• [Exercise]: Your task is to copy the lines of the data below from the line holding "#[derive(Debug, Clone, Copy, PartialEq, Eq)]" through the line holding "pub struct HorizontalEdge", inclusive, exactly and with nothing added.

+++ Extracted material

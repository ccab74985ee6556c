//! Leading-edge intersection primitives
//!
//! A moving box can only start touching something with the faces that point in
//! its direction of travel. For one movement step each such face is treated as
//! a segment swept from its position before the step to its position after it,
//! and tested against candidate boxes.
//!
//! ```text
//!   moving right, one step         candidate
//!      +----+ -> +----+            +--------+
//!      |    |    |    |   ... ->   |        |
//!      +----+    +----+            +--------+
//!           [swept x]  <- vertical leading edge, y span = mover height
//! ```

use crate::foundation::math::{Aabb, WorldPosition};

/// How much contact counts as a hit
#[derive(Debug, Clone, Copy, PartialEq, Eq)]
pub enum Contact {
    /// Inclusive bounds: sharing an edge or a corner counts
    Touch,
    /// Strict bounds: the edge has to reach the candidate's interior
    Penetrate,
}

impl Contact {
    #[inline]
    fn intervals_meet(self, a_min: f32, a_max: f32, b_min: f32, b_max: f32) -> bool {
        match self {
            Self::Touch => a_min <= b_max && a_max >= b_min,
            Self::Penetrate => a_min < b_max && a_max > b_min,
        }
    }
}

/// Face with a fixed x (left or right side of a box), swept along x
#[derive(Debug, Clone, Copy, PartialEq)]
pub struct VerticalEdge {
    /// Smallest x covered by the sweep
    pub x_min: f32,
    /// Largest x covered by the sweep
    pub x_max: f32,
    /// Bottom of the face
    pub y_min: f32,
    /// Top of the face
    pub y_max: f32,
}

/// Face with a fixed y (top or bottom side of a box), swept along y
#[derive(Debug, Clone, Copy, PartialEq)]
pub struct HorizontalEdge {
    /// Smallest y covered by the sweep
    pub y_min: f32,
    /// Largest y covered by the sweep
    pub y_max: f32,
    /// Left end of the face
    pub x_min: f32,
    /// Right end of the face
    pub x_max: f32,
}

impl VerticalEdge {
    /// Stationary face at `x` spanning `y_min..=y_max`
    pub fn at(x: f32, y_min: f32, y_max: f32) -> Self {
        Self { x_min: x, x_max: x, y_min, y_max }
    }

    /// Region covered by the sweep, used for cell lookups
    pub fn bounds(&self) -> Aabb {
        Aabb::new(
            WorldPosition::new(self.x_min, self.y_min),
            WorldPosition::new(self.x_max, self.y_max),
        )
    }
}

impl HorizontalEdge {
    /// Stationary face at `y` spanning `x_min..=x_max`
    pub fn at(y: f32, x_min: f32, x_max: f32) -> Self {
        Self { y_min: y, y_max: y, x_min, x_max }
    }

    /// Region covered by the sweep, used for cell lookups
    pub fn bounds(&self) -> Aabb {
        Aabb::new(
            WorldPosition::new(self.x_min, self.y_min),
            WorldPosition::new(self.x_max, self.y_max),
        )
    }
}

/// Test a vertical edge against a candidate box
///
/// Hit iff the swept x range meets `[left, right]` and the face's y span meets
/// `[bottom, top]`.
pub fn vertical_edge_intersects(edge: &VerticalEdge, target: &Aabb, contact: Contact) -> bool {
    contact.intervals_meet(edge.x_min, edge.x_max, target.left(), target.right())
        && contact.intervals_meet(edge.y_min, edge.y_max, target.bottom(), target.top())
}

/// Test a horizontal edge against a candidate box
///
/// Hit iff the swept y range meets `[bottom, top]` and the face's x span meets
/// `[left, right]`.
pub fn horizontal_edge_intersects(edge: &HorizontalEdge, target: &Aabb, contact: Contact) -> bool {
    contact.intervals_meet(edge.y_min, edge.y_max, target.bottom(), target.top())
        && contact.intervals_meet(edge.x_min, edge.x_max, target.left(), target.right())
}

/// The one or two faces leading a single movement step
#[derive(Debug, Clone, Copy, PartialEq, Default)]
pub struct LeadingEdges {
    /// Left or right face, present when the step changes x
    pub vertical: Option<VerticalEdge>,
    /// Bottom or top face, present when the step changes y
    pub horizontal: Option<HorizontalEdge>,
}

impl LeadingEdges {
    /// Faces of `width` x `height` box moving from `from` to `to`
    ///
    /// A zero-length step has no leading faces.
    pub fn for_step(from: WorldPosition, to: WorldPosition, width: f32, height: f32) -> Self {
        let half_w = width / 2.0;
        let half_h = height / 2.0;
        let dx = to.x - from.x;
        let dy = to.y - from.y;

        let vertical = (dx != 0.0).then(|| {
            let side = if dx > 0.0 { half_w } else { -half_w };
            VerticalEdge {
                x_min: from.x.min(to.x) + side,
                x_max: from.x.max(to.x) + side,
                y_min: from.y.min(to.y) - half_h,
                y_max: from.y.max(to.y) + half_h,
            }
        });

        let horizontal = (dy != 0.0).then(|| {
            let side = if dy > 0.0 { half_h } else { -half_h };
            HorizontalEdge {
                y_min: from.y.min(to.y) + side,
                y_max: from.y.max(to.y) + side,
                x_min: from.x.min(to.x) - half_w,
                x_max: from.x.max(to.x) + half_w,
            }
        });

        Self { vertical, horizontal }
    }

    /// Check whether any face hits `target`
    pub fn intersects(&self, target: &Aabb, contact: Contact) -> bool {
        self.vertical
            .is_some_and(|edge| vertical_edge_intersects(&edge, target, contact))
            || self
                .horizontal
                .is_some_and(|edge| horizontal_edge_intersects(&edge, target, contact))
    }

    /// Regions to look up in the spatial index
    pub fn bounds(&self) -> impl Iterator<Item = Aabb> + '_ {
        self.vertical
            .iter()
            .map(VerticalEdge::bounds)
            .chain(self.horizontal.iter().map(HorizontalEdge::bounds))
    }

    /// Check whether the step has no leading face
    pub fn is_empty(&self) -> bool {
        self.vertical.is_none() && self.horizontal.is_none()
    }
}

++++++

• [Final answer]:
#[derive(Debug, Clone, Copy, PartialEq, Eq)]
pub enum Contact {
    /// Inclusive bounds: sharing an edge or a corner counts
    Touch,
    /// Strict bounds: the edge has to reach the candidate's interior
    Penetrate,
}

impl Contact {
    #[inline]
    fn intervals_meet(self, a_min: f32, a_max: f32, b_min: f32, b_max: f32) -> bool {
        match self {
            Self::Touch => a_min <= b_max && a_max >= b_min,
            Self::Penetrate => a_min < b_max && a_max > b_min,
        }
    }
}

/// Face with a fixed x (left or right side of a box), swept along x
#[derive(Debug, Clone, Copy, PartialEq)]
pub struct VerticalEdge {
    /// Smallest x covered by the sweep
    pub x_min: f32,
    /// Largest x covered by the sweep
    pub x_max: f32,
    /// Bottom of the face
    pub y_min: f32,
    /// Top of the face
    pub y_max: f32,
}

/// Face with a fixed y (top or bottom side of a box), swept along y
#[derive(Debug, Clone, Copy, PartialEq)]
pub struct HorizontalEdge {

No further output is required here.